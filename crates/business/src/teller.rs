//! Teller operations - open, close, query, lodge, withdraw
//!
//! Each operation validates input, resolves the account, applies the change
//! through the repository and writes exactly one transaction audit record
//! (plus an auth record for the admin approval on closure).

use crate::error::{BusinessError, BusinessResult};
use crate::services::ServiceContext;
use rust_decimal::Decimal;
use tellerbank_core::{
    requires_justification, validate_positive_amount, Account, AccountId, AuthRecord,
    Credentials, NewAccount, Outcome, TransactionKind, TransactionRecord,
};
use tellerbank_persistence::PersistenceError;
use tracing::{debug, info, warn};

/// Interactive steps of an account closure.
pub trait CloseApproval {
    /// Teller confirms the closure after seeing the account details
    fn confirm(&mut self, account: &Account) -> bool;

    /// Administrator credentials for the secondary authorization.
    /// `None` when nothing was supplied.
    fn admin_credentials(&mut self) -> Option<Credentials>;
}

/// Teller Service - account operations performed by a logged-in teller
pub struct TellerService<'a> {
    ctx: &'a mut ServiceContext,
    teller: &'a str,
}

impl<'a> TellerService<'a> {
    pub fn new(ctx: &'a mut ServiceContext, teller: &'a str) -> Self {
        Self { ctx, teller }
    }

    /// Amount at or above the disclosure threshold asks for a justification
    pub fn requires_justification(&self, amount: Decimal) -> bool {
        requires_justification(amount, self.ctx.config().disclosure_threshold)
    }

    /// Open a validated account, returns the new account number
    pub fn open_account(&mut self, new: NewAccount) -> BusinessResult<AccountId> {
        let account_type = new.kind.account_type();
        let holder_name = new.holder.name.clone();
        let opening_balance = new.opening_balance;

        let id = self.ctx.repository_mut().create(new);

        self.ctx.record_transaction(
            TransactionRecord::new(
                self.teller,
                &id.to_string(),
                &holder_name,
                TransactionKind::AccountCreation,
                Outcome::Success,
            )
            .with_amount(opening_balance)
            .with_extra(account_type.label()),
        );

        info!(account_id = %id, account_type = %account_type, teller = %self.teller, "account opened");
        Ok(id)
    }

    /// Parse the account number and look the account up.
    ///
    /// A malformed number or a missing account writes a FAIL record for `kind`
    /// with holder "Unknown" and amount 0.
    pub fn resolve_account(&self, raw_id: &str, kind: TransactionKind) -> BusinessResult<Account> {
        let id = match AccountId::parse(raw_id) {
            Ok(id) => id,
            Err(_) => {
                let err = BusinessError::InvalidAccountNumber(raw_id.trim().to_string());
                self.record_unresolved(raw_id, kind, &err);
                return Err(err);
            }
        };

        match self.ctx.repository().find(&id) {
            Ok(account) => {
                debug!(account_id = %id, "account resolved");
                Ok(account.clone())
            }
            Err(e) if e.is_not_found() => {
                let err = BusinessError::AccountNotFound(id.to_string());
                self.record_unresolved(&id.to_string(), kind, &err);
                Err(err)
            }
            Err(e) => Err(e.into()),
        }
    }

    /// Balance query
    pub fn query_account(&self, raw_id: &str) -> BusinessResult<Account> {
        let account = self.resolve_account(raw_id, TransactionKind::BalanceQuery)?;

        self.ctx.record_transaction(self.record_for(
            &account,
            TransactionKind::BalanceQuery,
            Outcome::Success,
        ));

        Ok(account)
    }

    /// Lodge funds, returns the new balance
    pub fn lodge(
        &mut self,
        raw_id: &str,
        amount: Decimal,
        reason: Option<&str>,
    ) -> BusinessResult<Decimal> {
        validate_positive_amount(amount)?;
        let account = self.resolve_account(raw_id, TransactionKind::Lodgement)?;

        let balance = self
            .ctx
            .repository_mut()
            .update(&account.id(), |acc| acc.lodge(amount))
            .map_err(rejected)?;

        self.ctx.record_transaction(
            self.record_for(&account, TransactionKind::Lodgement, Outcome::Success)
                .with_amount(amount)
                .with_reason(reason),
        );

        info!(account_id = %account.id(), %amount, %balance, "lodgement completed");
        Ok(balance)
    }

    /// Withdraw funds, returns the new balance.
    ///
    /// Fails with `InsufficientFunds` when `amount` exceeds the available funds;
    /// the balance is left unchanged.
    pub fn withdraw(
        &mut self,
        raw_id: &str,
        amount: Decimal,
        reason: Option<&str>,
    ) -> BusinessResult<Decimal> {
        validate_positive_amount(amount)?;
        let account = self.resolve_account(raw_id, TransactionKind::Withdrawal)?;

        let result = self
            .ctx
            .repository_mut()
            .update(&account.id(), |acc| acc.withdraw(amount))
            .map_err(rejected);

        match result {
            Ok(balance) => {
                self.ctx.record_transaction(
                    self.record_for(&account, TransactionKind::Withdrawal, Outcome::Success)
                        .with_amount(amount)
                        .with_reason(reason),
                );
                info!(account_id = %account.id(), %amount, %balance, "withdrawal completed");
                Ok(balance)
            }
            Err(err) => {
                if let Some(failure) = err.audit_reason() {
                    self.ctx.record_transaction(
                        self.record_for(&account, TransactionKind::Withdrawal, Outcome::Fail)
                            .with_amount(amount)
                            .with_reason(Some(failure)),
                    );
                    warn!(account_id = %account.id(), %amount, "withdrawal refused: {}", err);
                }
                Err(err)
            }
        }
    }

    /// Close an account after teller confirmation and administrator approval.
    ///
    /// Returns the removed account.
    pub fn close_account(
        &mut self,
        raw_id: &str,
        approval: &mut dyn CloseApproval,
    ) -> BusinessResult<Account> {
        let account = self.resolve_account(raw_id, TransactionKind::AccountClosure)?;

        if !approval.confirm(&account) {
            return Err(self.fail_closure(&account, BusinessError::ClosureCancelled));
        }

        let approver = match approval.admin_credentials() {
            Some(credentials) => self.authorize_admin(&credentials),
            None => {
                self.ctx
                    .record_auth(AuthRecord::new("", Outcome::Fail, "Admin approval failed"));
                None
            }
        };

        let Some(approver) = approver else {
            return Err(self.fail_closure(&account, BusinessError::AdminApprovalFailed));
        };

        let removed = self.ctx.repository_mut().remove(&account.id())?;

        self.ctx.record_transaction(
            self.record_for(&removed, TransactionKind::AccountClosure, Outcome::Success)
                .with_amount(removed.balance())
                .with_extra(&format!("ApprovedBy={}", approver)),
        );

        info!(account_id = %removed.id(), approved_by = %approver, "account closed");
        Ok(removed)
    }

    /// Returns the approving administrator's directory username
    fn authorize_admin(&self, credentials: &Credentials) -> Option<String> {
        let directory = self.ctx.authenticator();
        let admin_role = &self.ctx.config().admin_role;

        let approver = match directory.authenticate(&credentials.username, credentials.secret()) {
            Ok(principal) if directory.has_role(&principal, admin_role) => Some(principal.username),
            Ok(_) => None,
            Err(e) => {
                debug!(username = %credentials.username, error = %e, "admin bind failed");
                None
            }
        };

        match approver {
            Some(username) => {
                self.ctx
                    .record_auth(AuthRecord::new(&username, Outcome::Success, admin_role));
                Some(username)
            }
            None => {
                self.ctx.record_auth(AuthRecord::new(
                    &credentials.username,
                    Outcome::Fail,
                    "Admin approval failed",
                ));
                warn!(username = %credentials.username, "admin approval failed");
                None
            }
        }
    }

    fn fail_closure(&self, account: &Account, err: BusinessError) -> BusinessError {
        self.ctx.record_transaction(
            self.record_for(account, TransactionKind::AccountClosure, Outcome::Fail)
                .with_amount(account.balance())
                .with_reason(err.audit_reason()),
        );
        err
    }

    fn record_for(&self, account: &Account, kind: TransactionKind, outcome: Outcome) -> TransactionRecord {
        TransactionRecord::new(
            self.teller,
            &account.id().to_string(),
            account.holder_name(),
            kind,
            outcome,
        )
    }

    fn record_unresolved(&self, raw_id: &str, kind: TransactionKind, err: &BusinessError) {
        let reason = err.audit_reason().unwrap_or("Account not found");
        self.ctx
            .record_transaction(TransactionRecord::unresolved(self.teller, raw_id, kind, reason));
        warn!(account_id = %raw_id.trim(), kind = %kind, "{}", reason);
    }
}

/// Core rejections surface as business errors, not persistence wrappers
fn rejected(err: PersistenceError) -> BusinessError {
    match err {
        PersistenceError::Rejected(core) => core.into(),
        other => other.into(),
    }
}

==============================

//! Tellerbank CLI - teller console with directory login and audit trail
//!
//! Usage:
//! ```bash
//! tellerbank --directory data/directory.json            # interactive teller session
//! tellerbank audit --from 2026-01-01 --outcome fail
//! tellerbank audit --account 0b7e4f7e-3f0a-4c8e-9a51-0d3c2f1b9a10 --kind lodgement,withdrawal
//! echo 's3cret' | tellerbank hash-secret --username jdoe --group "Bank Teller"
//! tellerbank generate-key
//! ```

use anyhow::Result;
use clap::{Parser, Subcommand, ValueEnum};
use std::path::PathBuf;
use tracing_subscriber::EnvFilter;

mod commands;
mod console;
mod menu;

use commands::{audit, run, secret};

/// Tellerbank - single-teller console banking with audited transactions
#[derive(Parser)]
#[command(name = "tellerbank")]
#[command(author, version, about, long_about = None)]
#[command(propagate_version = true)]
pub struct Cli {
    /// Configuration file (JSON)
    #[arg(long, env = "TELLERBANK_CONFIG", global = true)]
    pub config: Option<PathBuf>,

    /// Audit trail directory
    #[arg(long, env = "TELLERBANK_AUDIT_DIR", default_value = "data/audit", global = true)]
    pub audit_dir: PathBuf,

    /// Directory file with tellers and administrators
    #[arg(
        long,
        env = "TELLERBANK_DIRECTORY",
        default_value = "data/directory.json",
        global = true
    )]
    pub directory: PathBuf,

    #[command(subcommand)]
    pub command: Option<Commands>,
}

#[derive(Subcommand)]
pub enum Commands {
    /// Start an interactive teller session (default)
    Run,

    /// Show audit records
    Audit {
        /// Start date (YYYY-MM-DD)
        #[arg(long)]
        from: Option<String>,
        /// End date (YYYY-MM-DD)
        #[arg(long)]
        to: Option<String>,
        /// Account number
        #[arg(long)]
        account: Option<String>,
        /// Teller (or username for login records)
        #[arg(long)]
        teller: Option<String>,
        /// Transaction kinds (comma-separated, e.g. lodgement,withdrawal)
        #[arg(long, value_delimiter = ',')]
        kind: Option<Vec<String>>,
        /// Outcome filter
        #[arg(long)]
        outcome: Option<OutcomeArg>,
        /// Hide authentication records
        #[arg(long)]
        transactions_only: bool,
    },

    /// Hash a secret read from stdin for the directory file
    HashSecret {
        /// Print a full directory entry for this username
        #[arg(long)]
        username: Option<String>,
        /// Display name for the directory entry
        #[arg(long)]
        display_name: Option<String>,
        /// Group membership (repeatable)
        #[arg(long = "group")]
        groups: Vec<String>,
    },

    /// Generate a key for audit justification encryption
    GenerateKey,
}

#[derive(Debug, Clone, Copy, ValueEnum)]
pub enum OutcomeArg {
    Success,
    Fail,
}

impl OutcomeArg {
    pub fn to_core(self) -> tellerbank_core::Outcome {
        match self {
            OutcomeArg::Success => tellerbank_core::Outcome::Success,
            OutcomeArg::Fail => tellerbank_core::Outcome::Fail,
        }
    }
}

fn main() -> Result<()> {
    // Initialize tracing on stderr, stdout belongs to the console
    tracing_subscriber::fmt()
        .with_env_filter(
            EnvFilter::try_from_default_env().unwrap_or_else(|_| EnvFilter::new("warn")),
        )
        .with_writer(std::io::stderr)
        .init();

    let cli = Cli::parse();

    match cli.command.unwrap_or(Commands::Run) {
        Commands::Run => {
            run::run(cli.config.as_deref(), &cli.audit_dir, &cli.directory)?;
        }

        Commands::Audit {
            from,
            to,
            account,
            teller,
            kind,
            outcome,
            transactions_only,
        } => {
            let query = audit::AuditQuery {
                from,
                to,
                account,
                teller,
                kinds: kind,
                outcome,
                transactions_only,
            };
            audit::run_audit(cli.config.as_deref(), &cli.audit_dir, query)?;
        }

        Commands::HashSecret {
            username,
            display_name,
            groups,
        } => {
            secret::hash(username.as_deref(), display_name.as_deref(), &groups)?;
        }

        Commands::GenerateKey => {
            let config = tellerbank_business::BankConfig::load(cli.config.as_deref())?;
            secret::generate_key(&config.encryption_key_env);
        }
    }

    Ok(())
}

==============================

Go through the records and pull out each line that includes the word "failure".

● TASK SOLUTION:
                if let Some(failure) = err.audit_reason() {
                            .with_reason(Some(failure)),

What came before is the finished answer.